===== MATERIAL FOR THIS TASK
use std::fmt;

use serde::{Deserialize, Serialize};

/// Owner and group names applied to a rendered file or created directory.
///
/// Names are resolved to numeric ids only when the write happens, so a
/// layout can reference accounts that a package install creates later.
#[derive(Debug, Clone, PartialEq, Eq, Serialize, Deserialize)]
pub struct Ownership {
    owner: String,
    group: String,
}

impl Ownership {
    /// Create an ownership pair from distinct owner and group names.
    pub fn new<O, G>(owner: O, group: G) -> Self
    where
        O: Into<String>,
        G: Into<String>,
    {
        Self {
            owner: owner.into(),
            group: group.into(),
        }
    }

    /// Use one name for both owner and group (`slurm:slurm`, `munge:munge`).
    pub fn same(name: impl Into<String>) -> Self {
        let name = name.into();
        Self {
            group: name.clone(),
            owner: name,
        }
    }

    pub fn owner(&self) -> &str {
        &self.owner
    }

    pub fn group(&self) -> &str {
        &self.group
    }
}

impl fmt::Display for Ownership {
    fn fmt(&self, f: &mut fmt::Formatter<'_>) -> fmt::Result {
        write!(f, "{}:{}", self.owner, self.group)
    }
}
//! Provisioning operations invoked by the node hooks.
//!
//! Each call is single-shot and idempotent: run it again on the next
//! reconciliation pass and the node converges to the same files.
mod config;
pub use config::{IncludeOutcome, default_include_config};

mod dirs;
pub use dirs::{create_spool_dir, create_state_save_location};

mod secret;

use slurmkit_model::ProvisionLayout;

use crate::render::Render;

/// Renders the scheduler config, include fragment and munge key for one layout.
pub struct Materializer<'a, R> {
    layout: &'a ProvisionLayout,
    renderer: R,
}

impl<'a, R: Render> Materializer<'a, R> {
    pub fn new(layout: &'a ProvisionLayout, renderer: R) -> Self {
        Self { layout, renderer }
    }

    pub fn layout(&self) -> &ProvisionLayout {
        self.layout
    }
}

/// Recording renderer shared by the materializer tests.
#[cfg(test)]
pub(crate) mod testing {
    use std::{cell::RefCell, path::PathBuf};

    use serde_json::{Map, Value};

    use slurmkit_model::{FileMode, Ownership};

    use crate::{
        ProvisionError, ProvisionResult,
        render::{Render, RenderRequest},
    };

    #[derive(Debug, Clone)]
    pub(crate) struct Rendered {
        pub template: String,
        pub target: PathBuf,
        pub context: Map<String, Value>,
        pub ownership: Ownership,
        pub mode: FileMode,
    }

    #[derive(Default)]
    pub(crate) struct Recorder {
        pub calls: RefCell<Vec<Rendered>>,
        pub fail: bool,
    }

    impl Recorder {
        pub(crate) fn failing() -> Self {
            Self {
                fail: true,
                ..Default::default()
            }
        }
    }

    impl Render for Recorder {
        fn render(&self, request: &RenderRequest<'_>) -> ProvisionResult<()> {
            self.calls.borrow_mut().push(Rendered {
                template: request.template.to_string(),
                target: request.target.to_path_buf(),
                context: request.context.clone(),
                ownership: request.ownership.clone(),
                mode: request.mode,
            });
            if self.fail {
                return Err(ProvisionError::Permission {
                    path: request.target.to_path_buf(),
                    reason: "denied".into(),
                });
            }
            Ok(())
        }
    }
}
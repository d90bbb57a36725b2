use std::{
    fmt,
    str::FromStr,
    sync::atomic::{AtomicI32, Ordering},
};

use serde::{Deserialize, Serialize};
use time::UtcOffset;

use crate::LoggerError;

/// Local offset in seconds, captured by [`init_local_offset`]. Zero until then.
static LOCAL_OFFSET_SECS: AtomicI32 = AtomicI32::new(0);

/// Timezone used for log timestamps.
#[derive(Debug, Clone, Copy, Default, PartialEq, Eq, Serialize, Deserialize)]
#[serde(rename_all = "lowercase")]
pub enum LoggerTimeZone {
    #[default]
    Utc,
    Local,
}

impl LoggerTimeZone {
    pub(crate) fn offset(self) -> UtcOffset {
        match self {
            Self::Utc => UtcOffset::UTC,
            Self::Local => UtcOffset::from_whole_seconds(LOCAL_OFFSET_SECS.load(Ordering::Relaxed))
                .unwrap_or(UtcOffset::UTC),
        }
    }
}

impl FromStr for LoggerTimeZone {
    type Err = LoggerError;
    fn from_str(s: &str) -> Result<Self, Self::Err> {
        match s.trim().to_ascii_lowercase().as_str() {
            "utc" => Ok(Self::Utc),
            "local" => Ok(Self::Local),
            _ => Err(LoggerError::InvalidTimeZone(s.to_string())),
        }
    }
}

impl fmt::Display for LoggerTimeZone {
    fn fmt(&self, f: &mut fmt::Formatter<'_>) -> fmt::Result {
        f.write_str(match self {
            Self::Utc => "utc",
            Self::Local => "local",
        })
    }
}

/// Capture the local UTC offset.
///
/// Must run in `main()` before any other thread is spawned (including the
/// tokio runtime): offset detection refuses to work in multi-threaded
/// processes on most Unix platforms. Leaves UTC in place on failure.
pub fn init_local_offset() {
    if let Ok(offset) = UtcOffset::current_local_offset() {
        LOCAL_OFFSET_SECS.store(offset.whole_seconds(), Ordering::Relaxed);
    }
}
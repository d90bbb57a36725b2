mod cli;

use std::{
    fs,
    io::{self, Read},
    path::Path,
    process::ExitCode,
};

use anyhow::Context;
use clap::Parser;
use tracing::{info, warn};

use slurmkit_core::prelude::*;
use slurmkit_exec::probe_version;
use slurmkit_model::{ProvisionLayout, SlurmContext};
use slurmkit_observe::{LoggerConfig, init_local_offset, init_logger};

use crate::cli::{Cli, Command};

/// Exit status of `version` when the scheduler is not installed.
const EXIT_NOT_INSTALLED: u8 = 2;

fn main() -> anyhow::Result<ExitCode> {
    let cli = Cli::parse();

    // 1) logger; the offset must be read while the process is single-threaded
    init_local_offset();
    let mut log_cfg = LoggerConfig::default().with_env_overrides()?;
    if let Some(format) = cli.log_format {
        log_cfg.format = format;
    }
    if let Some(level) = cli.log_level.clone() {
        log_cfg.level = level;
    }
    if let Some(tz) = cli.log_tz {
        log_cfg.tz = tz;
    }
    init_logger(&log_cfg)?;

    // 2) layout
    let layout = load_layout(cli.layout.as_deref())?;

    // 3) operation
    let renderer = TemplateRenderer::from_layout(&layout);
    let materializer = Materializer::new(&layout, &renderer);

    match cli.command {
        Command::Config {
            context,
            active_controller,
        } => {
            let ctx = load_context(&context.context)?;
            let outcome = materializer.materialize_config(&ctx, active_controller)?;
            info!(
                cluster = ctx.clustername(),
                active_controller,
                include = ?outcome,
                "scheduler config materialized",
            );
        }
        Command::MungeKey { context } => {
            let ctx = load_context(&context.context)?;
            materializer.materialize_secret(&ctx)?;
        }
        Command::SpoolDir { context } => {
            create_spool_dir(&load_context(&context.context)?)?;
        }
        Command::StateSaveDir { context } => {
            create_state_save_location(&load_context(&context.context)?)?;
        }
        Command::Version => {
            let runtime = tokio::runtime::Builder::new_current_thread()
                .enable_all()
                .build()
                .context("building runtime for version probe")?;

            match runtime.block_on(probe_version(&layout.probe))? {
                Some(version) => println!("{version}"),
                None => {
                    warn!(binary = %layout.probe.binary.display(), "scheduler not installed");
                    return Ok(ExitCode::from(EXIT_NOT_INSTALLED));
                }
            }
        }
    }
    Ok(ExitCode::SUCCESS)
}

/// Default layout, or the one described by a JSON file (missing fields keep defaults).
fn load_layout(path: Option<&Path>) -> anyhow::Result<ProvisionLayout> {
    let Some(path) = path else {
        return Ok(ProvisionLayout::default());
    };
    let raw = fs::read_to_string(path)
        .with_context(|| format!("reading layout {}", path.display()))?;
    serde_json::from_str(&raw).with_context(|| format!("parsing layout {}", path.display()))
}

/// Read and validate the hook context; `-` means stdin.
fn load_context(path: &Path) -> anyhow::Result<SlurmContext> {
    let raw = if path == Path::new("-") {
        let mut buf = String::new();
        io::stdin()
            .read_to_string(&mut buf)
            .context("reading context from stdin")?;
        buf
    } else {
        fs::read_to_string(path).with_context(|| format!("reading context {}", path.display()))?
    };

    let ctx = raw
        .parse::<SlurmContext>()
        .map_err(ProvisionError::from)
        .with_context(|| format!("invalid context {}", path.display()))?;
    Ok(ctx)
}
==========
Only the lines holding the word "FileMode" belong in the answer; copy them from the listing above.

    use slurmkit_model::{FileMode, Ownership};
        pub mode: FileMode,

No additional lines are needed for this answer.